Privacy-Preserving Record Linkage: Cryptography, Unicode, and Matching In the Dark

Gandhinath Swaminathan
6 days ago
9 min read

Updated: 4 days ago

If you are trying to link sensitive data across organizational boundaries, standard hashing and basic encryption are no longer enough to protect you from compliance risks or guarantee accurate matches.

To solve this, you need Privacy-Preserving Record Linkage (PPRL), and this post breaks down exactly how to architect it to match normalized strings across two organizations without either side seeing the other's data.

This Post At a Glance

The Thread: 
Part 1 Blog post "The hidden complexity of text: A close look at Unicode normalization for entity resolution" established that strings are not reliable until normalized at the byte layer.
Part 2 Blog post titled "The infrastructure behind global text: I18N, ICU, and why Rust does it differently" explains how ICU4X enforces those rules in production with zero-copy internationalization. 
This blog post is an integral part of our 4-part series on Unicode, I18N, and Entity Resolution.
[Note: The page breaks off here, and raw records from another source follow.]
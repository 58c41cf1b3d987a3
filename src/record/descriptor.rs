//! Target and injection descriptors.
//!
//! A target descriptor names the dynamic occurrence to hit. An injection
//! descriptor is the full replay record written after a random injection:
//! occurrence, operand index, operand size and bit position.

use super::{Record, Schema};
use crate::injection::Variant;
use std::fmt;

const TARGET_SCHEMAS: [Schema; 4] = [
    Schema {
        required: &["fi_index"],
        optional: &[],
        aliases: &[],
    },
    Schema {
        required: &["thread", "fi_index"],
        optional: &[],
        aliases: &[("fi_thread", "thread")],
    },
    Schema {
        required: &["rank", "fi_index"],
        optional: &[],
        aliases: &[],
    },
    Schema {
        required: &["rank", "thread", "fi_index"],
        optional: &[],
        aliases: &[("fi_thread", "thread")],
    },
];

const INJECTION_OPTIONAL: &[&str] = &["fi_instr_index", "reg", "addr"];

const INJECTION_SCHEMAS: [Schema; 4] = [
    Schema {
        required: &["fi_index", "op", "size", "bitflip"],
        optional: INJECTION_OPTIONAL,
        aliases: &[],
    },
    Schema {
        required: &["thread", "fi_index", "op", "size", "bitflip"],
        optional: INJECTION_OPTIONAL,
        aliases: &[("fi_thread", "thread")],
    },
    Schema {
        required: &["rank", "fi_index", "op", "size", "bitflip"],
        optional: INJECTION_OPTIONAL,
        aliases: &[],
    },
    Schema {
        required: &["rank", "thread", "fi_index", "op", "size", "bitflip"],
        optional: INJECTION_OPTIONAL,
        aliases: &[("fi_thread", "thread")],
    },
];

fn schema_index(variant: Variant) -> usize {
    match (variant.has_rank_scope(), variant.has_thread_scope()) {
        (false, false) => 0,
        (false, true) => 1,
        (true, false) => 2,
        (true, true) => 3,
    }
}

/// Concurrency unit a session targets. Absent fields match every unit.
#[derive(Clone, Copy, Debug, Default, PartialEq, Eq, Hash)]
pub struct Scope {
    pub rank: Option<u32>,
    pub thread: Option<u32>,
}

impl Scope {
    pub fn serial() -> Self {
        Self::default()
    }

    pub fn thread(thread: u32) -> Self {
        Self {
            rank: None,
            thread: Some(thread),
        }
    }

    pub fn rank(rank: u32) -> Self {
        Self {
            rank: Some(rank),
            thread: None,
        }
    }

    pub fn rank_thread(rank: u32, thread: u32) -> Self {
        Self {
            rank: Some(rank),
            thread: Some(thread),
        }
    }

    /// Checks if the unit `(rank, thread)` belongs to this scope.
    pub fn contains(&self, rank: Option<u32>, thread: usize) -> bool {
        let rank_matches = match self.rank {
            Some(target) => rank == Some(target),
            None => true,
        };
        let thread_matches = match self.thread {
            Some(target) => target as usize == thread,
            None => true,
        };
        rank_matches && thread_matches
    }

    fn read(record: &Record) -> Result<Self, String> {
        Ok(Self {
            rank: record.get_opt("rank")?,
            thread: record.get_opt("thread")?,
        })
    }

    fn write(&self, record: Record) -> Record {
        record
            .with_opt("rank", self.rank)
            .with_opt("thread", self.thread)
    }
}

impl fmt::Display for Scope {
    fn fmt(&self, f: &mut fmt::Formatter<'_>) -> fmt::Result {
        match (self.rank, self.thread) {
            (None, None) => write!(f, "serial"),
            (Some(rank), None) => write!(f, "rank {}", rank),
            (None, Some(thread)) => write!(f, "thread {}", thread),
            (Some(rank), Some(thread)) => write!(f, "rank {} thread {}", rank, thread),
        }
    }
}

/// Content of a target file: which occurrence of which unit to corrupt.
#[derive(Clone, Copy, Debug, PartialEq, Eq)]
pub struct TargetDescriptor {
    pub scope: Scope,
    /// 1-based dynamic occurrence index (`fi_index`).
    pub occurrence: u64,
}

impl TargetDescriptor {
    /// Parses a target record with the scope fields required by `variant`.
    pub fn parse(line: &str, variant: Variant) -> Result<Self, String> {
        let record = TARGET_SCHEMAS[schema_index(variant)].parse(line)?;
        let occurrence: u64 = record.get("fi_index")?;
        if occurrence == 0 {
            return Err("fi_index must be greater than zero".to_string());
        }
        Ok(Self {
            scope: Scope::read(&record)?,
            occurrence,
        })
    }

    pub fn to_record(&self) -> Record {
        self.scope
            .write(Record::new())
            .with("fi_index", self.occurrence)
    }
}

impl fmt::Display for TargetDescriptor {
    fn fmt(&self, f: &mut fmt::Formatter<'_>) -> fmt::Result {
        write!(f, "{}", self.to_record())
    }
}

/// Content of an injection file: everything needed for a bit-exact replay.
#[derive(Clone, Debug, PartialEq, Eq)]
pub struct InjectionDescriptor {
    pub scope: Scope,
    /// 1-based dynamic occurrence index (`fi_index`).
    pub occurrence: u64,
    /// Index into the eligible operand list of the armed instruction (`op`).
    pub operand_index: usize,
    /// Operand size in bytes (`size`).
    pub operand_size: u32,
    /// Flipped bit within the operand (`bitflip`).
    pub bit: u32,
    /// Static index of the armed instruction (`fi_instr_index`).
    pub static_index: Option<u64>,
    /// Register name, diagnostic only (`reg`).
    pub register: Option<String>,
    /// Instruction address, diagnostic only (`addr`).
    pub address: Option<u64>,
}

impl InjectionDescriptor {
    /// Parses an injection record with the scope fields required by `variant`.
    pub fn parse(line: &str, variant: Variant) -> Result<Self, String> {
        let record = INJECTION_SCHEMAS[schema_index(variant)].parse(line)?;
        let descriptor = Self {
            scope: Scope::read(&record)?,
            occurrence: record.get("fi_index")?,
            operand_index: record.get("op")?,
            operand_size: record.get("size")?,
            bit: record.get("bitflip")?,
            static_index: record.get_opt("fi_instr_index")?,
            register: record.get_opt("reg")?,
            address: record.get_hex_opt("addr")?,
        };
        if descriptor.occurrence == 0 {
            return Err("fi_index must be greater than zero".to_string());
        }
        if descriptor.operand_size == 0 {
            return Err("size must be greater than zero".to_string());
        }
        if descriptor.operand_size.checked_mul(8).is_none() {
            return Err(format!(
                "size {} bytes is too wide to address its bits",
                descriptor.operand_size
            ));
        }
        if u64::from(descriptor.bit) >= descriptor.size_bits() {
            return Err(format!(
                "bitflip {} outside of a {} byte operand",
                descriptor.bit, descriptor.operand_size
            ));
        }
        Ok(descriptor)
    }

    /// Operand width in bits.
    pub fn size_bits(&self) -> u64 {
        u64::from(self.operand_size) * 8
    }

    /// The target this injection was recorded for.
    pub fn target(&self) -> TargetDescriptor {
        TargetDescriptor {
            scope: self.scope,
            occurrence: self.occurrence,
        }
    }

    pub fn to_record(&self) -> Record {
        self.scope
            .write(Record::new())
            .with("fi_index", self.occurrence)
            .with("op", self.operand_index)
            .with("size", self.operand_size)
            .with("bitflip", self.bit)
            .with_opt("fi_instr_index", self.static_index)
            .with_opt("reg", self.register.as_deref())
            .with_opt("addr", self.address.map(|address| format!("0x{:x}", address)))
    }
}

impl fmt::Display for InjectionDescriptor {
    fn fmt(&self, f: &mut fmt::Formatter<'_>) -> fmt::Result {
        write!(f, "{}", self.to_record())
    }
}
The problem: Healthcare networks, judicial agencies, and government registries hold records about the same people. Linking those records drives research, policy, and safety outcomes. Sharing the raw names and identifiers to do so is illegal under HIPAA and GDPR and creates irreversible privacy risk.

The solution class: Privacy-Preserving Record Linkage (PPRL) allows two parties to determine which of their records refer to the same real-world entity while learning nothing about each other's data beyond the linkage result.

The mechanism: Encode each identifier into a cryptographic bit vector — a Bloom filter — using HMAC-keyed hash functions. Exchange bit vectors. Compute similarity. Never exchange plaintext.

The catch: If the strings entering that cryptographic pipeline are not byte-identical due to Unicode normalization differences, the hash diverges completely. Everything we covered in part 1 and part 2 in this series is a prerequisite for what follows here.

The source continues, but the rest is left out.